Advice to improve your movement, fitness, and overall health from the world #1 in orthopedics.
Parents of young children get a lot of advice — much of it unsolicited. One topic that people often provide input on is how a child stands, sits and walks. Are they up on their toes? Do they walk with their feet turned in or out? These comments may come from well-meaning strangers or family members, and they may send a worried parent to seek treatment.
According to HSS pediatric orthopedic surgeon Emily R. Dodwell, MD, MPH, FRCSC, young children’s leg and foot alignment and gait can be quite varied. Often, the variations seen in childhood are normal and will improve with time. Dr. Dodwell recently published a paper that busted some myths about leg and foot alignment, walking and sitting positions. She answers some questions about her findings below.
Many children are brought in to see us for concerns over alignment or how the child sits, walks or runs. We decided to pull together studies that demonstrate how these variations in childhood improve over time, as well as studies that show whether any complications can arise from these variations and whether treatments are required.
Many times per week I see patients with flexible flat feet. Often the parent or caregiver is worried that he or she may have problems later in life.
Most young children have flat feet. This is because their ligaments, the “ropes” that hold the foot bones together, are still very elastic and flexible. When the child is in a standing position, the arches collapse under their body weight. When they sit and their body weight is no longer on their feet, the arches reappear. As long as the child has no pain, flexible flat feet are part of normal development and no intervention is needed. Over time, the ligaments of the foot typically become less elastic and grow strong enough to withstand the weight of the body, usually around age 10.

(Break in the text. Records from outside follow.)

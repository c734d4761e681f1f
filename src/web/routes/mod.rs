pub mod activities;
pub mod signup;
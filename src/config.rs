use std::env;
use std::net::SocketAddr;

use anyhow::Context;

const DEFAULT_HOST: &str = "127.0.0.1";
const DEFAULT_PORT: u16 = 8000;

#[derive(Debug, Clone, PartialEq, Eq)]
pub struct ServerConfig {
    pub host: String,
    pub port: u16,
}

impl Default for ServerConfig {
    fn default() -> Self {
        Self {
            host: DEFAULT_HOST.to_string(),
            port: DEFAULT_PORT,
        }
    }
}

impl ServerConfig {
    /// Reads `HOST` and `PORT`. Call after `dotenvy::dotenv()` so a `.env` file applies.
    pub fn from_env() -> Self {
        Self::from_lookup(|key| env::var(key).ok())
    }

    pub fn from_lookup(lookup: impl Fn(&str) -> Option<String>) -> Self {
        let host = lookup("HOST")
            .map(|v| v.trim().to_string())
            .filter(|v| !v.is_empty())
            .unwrap_or_else(|| DEFAULT_HOST.to_string());
        let port = lookup("PORT")
            .and_then(|v| v.trim().parse().ok())
            .unwrap_or(DEFAULT_PORT);
        Self { host, port }
    }

    pub fn addr(&self) -> anyhow::Result<SocketAddr> {
        parse_addr(&self.host, self.port)
    }

    // Tried once when the configured port is taken.
    pub fn fallback_addr(&self) -> anyhow::Result<SocketAddr> {
        let port = self
            .port
            .checked_add(1)
            .context("no fallback port above 65535")?;
        parse_addr(&self.host, port)
    }
}

fn parse_addr(host: &str, port: u16) -> anyhow::Result<SocketAddr> {
    format!("{}:{}", host, port)
        .parse()
        .with_context(|| format!("cannot parse listen address {}:{}", host, port))
}
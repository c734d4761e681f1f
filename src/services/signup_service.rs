use axum::{
    http::StatusCode,
    response::{IntoResponse, Response},
    Json,
};
use thiserror::Error;
use tracing::info;

use crate::database::ActivityStore;

/// Why a signup or unregister request was refused. The display text is the
/// `detail` string sent back to the client.
#[derive(Debug, Error, PartialEq, Eq)]
pub enum SignupError {
    #[error("Activity not found")]
    ActivityNotFound,
    #[error("Student already signed up for this activity")]
    AlreadySignedUp,
    #[error("Student is not registered for this activity")]
    NotRegistered,
    #[error("Missing email query parameter")]
    MissingEmail,
}

impl SignupError {
    pub fn status(&self) -> StatusCode {
        match self {
            SignupError::ActivityNotFound => StatusCode::NOT_FOUND,
            SignupError::AlreadySignedUp | SignupError::NotRegistered => StatusCode::BAD_REQUEST,
            SignupError::MissingEmail => StatusCode::UNPROCESSABLE_ENTITY,
        }
    }
}

impl IntoResponse for SignupError {
    fn into_response(self) -> Response {
        (
            self.status(),
            Json(serde_json::json!({ "detail": self.to_string() })),
        )
            .into_response()
    }
}

pub fn require_email(email: Option<&str>) -> Result<&str, SignupError> {
    email
        .map(|e| e.trim())
        .filter(|e| !e.is_empty())
        .ok_or(SignupError::MissingEmail)
}

/// Appends `email` to the activity's roster. Returns the confirmation message.
pub async fn sign_up(
    store: &ActivityStore,
    activity_name: &str,
    email: &str,
) -> Result<String, SignupError> {
    let mut activities = store.write().await;
    let activity = activities
        .get_mut(activity_name)
        .ok_or(SignupError::ActivityNotFound)?;

    if activity.has_participant(email) {
        return Err(SignupError::AlreadySignedUp);
    }

    activity.participants.push(email.to_string());
    info!(activity = %activity_name, email = %email, "student signed up");
    Ok(format!("Signed up {} for {}", email, activity_name))
}

/// Removes `email` from the activity's roster, keeping the order of the rest.
pub async fn unregister(
    store: &ActivityStore,
    activity_name: &str,
    email: &str,
) -> Result<String, SignupError> {
    let mut activities = store.write().await;
    let activity = activities
        .get_mut(activity_name)
        .ok_or(SignupError::ActivityNotFound)?;

    let Some(pos) = activity.participants.iter().position(|p| p == email) else {
        return Err(SignupError::NotRegistered);
    };

    activity.participants.remove(pos);
    info!(activity = %activity_name, email = %email, "student unregistered");
    Ok(format!("Unregistered {} from {}", email, activity_name))
}

#[cfg(test)]
mod tests {
    use super::*;
    use crate::database::activity_repo;

    #[test]
    fn require_email_rejects_blank() {
        assert_eq!(require_email(None), Err(SignupError::MissingEmail));
        assert_eq!(require_email(Some("  ")), Err(SignupError::MissingEmail));
        assert_eq!(
            require_email(Some(" a@mergington.edu ")),
            Ok("a@mergington.edu")
        );
    }

    #[tokio::test]
    async fn sign_up_appends_to_roster() {
        let store = ActivityStore::seeded();
        let msg = sign_up(&store, "Chess Club", "newstudent@mergington.edu")
            .await
            .unwrap();
        assert_eq!(msg, "Signed up newstudent@mergington.edu for Chess Club");

        let listed = activity_repo::list_activities(&store).await;
        assert_eq!(
            listed["Chess Club"].participants.last().map(String::as_str),
            Some("newstudent@mergington.edu")
        );
    }

    #[tokio::test]
    async fn sign_up_twice_is_rejected() {
        let store = ActivityStore::seeded();
        sign_up(&store, "Art Club", "x@mergington.edu").await.unwrap();
        let err = sign_up(&store, "Art Club", "x@mergington.edu")
            .await
            .unwrap_err();
        assert_eq!(err, SignupError::AlreadySignedUp);
        assert_eq!(err.status(), StatusCode::BAD_REQUEST);

        let listed = activity_repo::list_activities(&store).await;
        let count = listed["Art Club"]
            .participants
            .iter()
            .filter(|p| p.as_str() == "x@mergington.edu")
            .count();
        assert_eq!(count, 1);
    }

    #[tokio::test]
    async fn unknown_activity_is_not_found() {
        let store = ActivityStore::seeded();
        let err = sign_up(&store, "Nonexistent Activity", "a@mergington.edu")
            .await
            .unwrap_err();
        assert_eq!(err, SignupError::ActivityNotFound);
        assert_eq!(err.status(), StatusCode::NOT_FOUND);

        let err = unregister(&store, "Nonexistent Activity", "a@mergington.edu")
            .await
            .unwrap_err();
        assert_eq!(err, SignupError::ActivityNotFound);
    }

    #[tokio::test]
    async fn unregister_keeps_remaining_order() {
        let store = ActivityStore::seeded();
        sign_up(&store, "Chess Club", "c@mergington.edu").await.unwrap();

        let msg = unregister(&store, "Chess Club", "michael@mergington.edu")
            .await
            .unwrap();
        assert_eq!(msg, "Unregistered michael@mergington.edu from Chess Club");

        let listed = activity_repo::list_activities(&store).await;
        assert_eq!(
            listed["Chess Club"].participants,
            vec!["daniel@mergington.edu", "c@mergington.edu"]
        );
    }

    #[tokio::test]
    async fn unregister_unknown_student_is_rejected() {
        let store = ActivityStore::seeded();
        let err = unregister(&store, "Chess Club", "notregistered@mergington.edu")
            .await
            .unwrap_err();
        assert_eq!(err, SignupError::NotRegistered);
        assert_eq!(err.to_string(), "Student is not registered for this activity");
    }

    #[tokio::test]
    async fn capacity_is_not_enforced() {
        let store = ActivityStore::seeded();
        let cap = activity_repo::list_activities(&store).await["Math Club"].max_participants;
        for i in 0..cap {
            sign_up(&store, "Math Club", &format!("extra{}@mergington.edu", i))
                .await
                .unwrap();
        }

        let listed = activity_repo::list_activities(&store).await;
        assert!(listed["Math Club"].participants.len() > cap as usize);
    }

    #[tokio::test]
    async fn concurrent_signups_all_land() {
        let store = ActivityStore::seeded();
        let mut handles = Vec::new();
        for i in 0..32 {
            let store = store.clone();
            handles.push(tokio::spawn(async move {
                sign_up(&store, "Gym Class", &format!("s{}@mergington.edu", i)).await
            }));
        }
        for handle in handles {
            handle.await.unwrap().unwrap();
        }

        let listed = activity_repo::list_activities(&store).await;
        assert_eq!(listed["Gym Class"].participants.len(), 2 + 32);
    }
}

In-toeing, sometimes called walking “pigeon-toed,” can occur for a few reasons. It may be due to looseness in the hip joints allowing increased inward movement, an inward twist in the thigh or shin bones or an inward curving of the foot. Out-toeing, or walking “like a duck,” can also be caused by loose hip joints or by an outward twist in the thigh or shin bones.
When in-toeing or out-toeing are caused by excessive joint movement or a twist in the thigh or shin bone, the child shouldn’t have any pain and most likely doesn’t even notice. However, parents or grandparents may remember someone they knew growing up who was treated with leg braces for such an issue and may wonder if the child also needs braces. Although braces work for specific conditions such as foot deformities like clubfoot and metatarsus adductus, braces do not work for twists in the thigh and shin bones.
Fitting the child with braces or shoe wedges or performing any kind of massage or physical therapy has not been shown to affect rotation within the bones and is not needed. As the child grows older, most bones de-twist between the ages of ten and 12 and in turn the walking improves. In rare cases, children do not grow out of this problem and surgery may be required.
W-sitting involves sitting on the floor with the knees bent and the feet splayed out on either side of the body. The legs make a W shape. Common myths about sitting this way, even among some medical providers, are that this position can cause hip problems, weaken the core muscles, lessen coordination and motor skills or even affect the arms in such a way that the child will have a harder time learning how to write.
We didn’t find studies linking W-sitting to any of these problems. Children who sit in this position do so because they have extra rotation in their thigh bones or extra flexibility in their hip joints. The position is comfortable for these children. The extra rotation goes away over the course of childhood. It’s not a position that’s comfortable for most adults. Children who sit this way do not need to be corrected, but it is reasonable to encourage variety, including sitting in other positions periodically, like sitting crisscross, sitting with their legs straight out in front of them or kneeling.
Toe-walking involves walking on the toes or front of the feet without putting the heels on the ground. Most toe-walking is idiopathic, which means there is no known cause.
Many children toe-walk only some of the time, such as when the floor is cold, when they’re barefoot or when they get excited. Most children who walk this way are able to put their heels down when they’re reminded to do so.
In babies and toddlers, occasional toe-walking is extremely common and usually resolves on its own. When toe walking occurs without other symptoms in young children, nothing needs to be done right away. However, when it occurs in older children, or if there are any co-existing symptoms such as tight muscles or weakness or development delays, it’s important for the child to be evaluated for potential underlying causes such as cerebral palsy, muscular dystrophy or autism spectrum disorder. When idiopathic toe-walking is present in children five and older, it is less likely to go away on its own. Often the Achilles tendon is very tight and may need to be stretched out with casting or lengthened with a small surgery.
Although in-toeing, out-toeing, toe-walking, W sitting and flat feet can be normal parts of growth and development, often with no treatment necessary, parents should bring any concerns to their pediatrician. They also can schedule a visit with a pediatric orthopedic specialist to get the reassurance they need, or, in rare cases, treatment.